Stored items from a collection:
-*-*-
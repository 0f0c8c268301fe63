//! # Switchboard: in-process application plumbing
//!
//! Switchboard bundles the small shared services an application wires
//! together once at start-up and then reaches from everywhere:
//!
//! - Named singletons ([`registry`]): every other service is stored here
//!   under a well-known identifier, so independent call sites share one
//!   instance.
//! - Publish/subscribe ([`event::bus`]): topic-addressed synchronous
//!   callbacks with stable, never reused subscriber ids.
//! - Commands ([`event::command`]): request/response on top of the bus,
//!   correlated through a shared sequence counter and resolved as futures.
//! - State ([`store`]): keyed values with explicit save/load to local and
//!   session storage.
//! - Translation ([`i18n`]): per-language tables with namespaces and `{option}`
//!   interpolation.
//! - Runtime mode ([`mode`]): development or production, switching the i18n
//!   diagnostics on and off.
//!
//! ## Wiring
//!
//! ```text
//! SwitchboardConfig ──apply──▶ Registry ◀── Commands / Store / I18n handles
//!                                 │
//!                     "_MODE" "_STORE" "_I18N_STORE" "_COMMAND_BUS_NAME" ...
//! ```
//!
//! Handles are cheap to create: each constructor looks its state up in the
//! registry and only creates it when absent.

pub mod config;
pub mod error;
pub mod event;
pub mod i18n;
pub mod mode;
pub mod registry;
pub mod store;

// Re-exports
pub use error::*;
pub use event::*;
pub use registry::Registry;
-*-*-
**Goal of the exercise**
Your job is to print exactly the lines that run from the top of the entries through the line with "request/response on top", and no others.

**Reply to the exercise**
repository 0f0c8c268301fe63
//! # Switchboard: in-process application plumbing
//!
//! Switchboard bundles the small shared services an application wires
//! together once at start-up and then reaches from everywhere:
//!
//! - Named singletons ([`registry`]): every other service is stored here
//!   under a well-known identifier, so independent call sites share one
//!   instance.
//! - Publish/subscribe ([`event::bus`]): topic-addressed synchronous
//!   callbacks with stable, never reused subscriber ids.
//! - Commands ([`event::command`]): request/response on top of the bus,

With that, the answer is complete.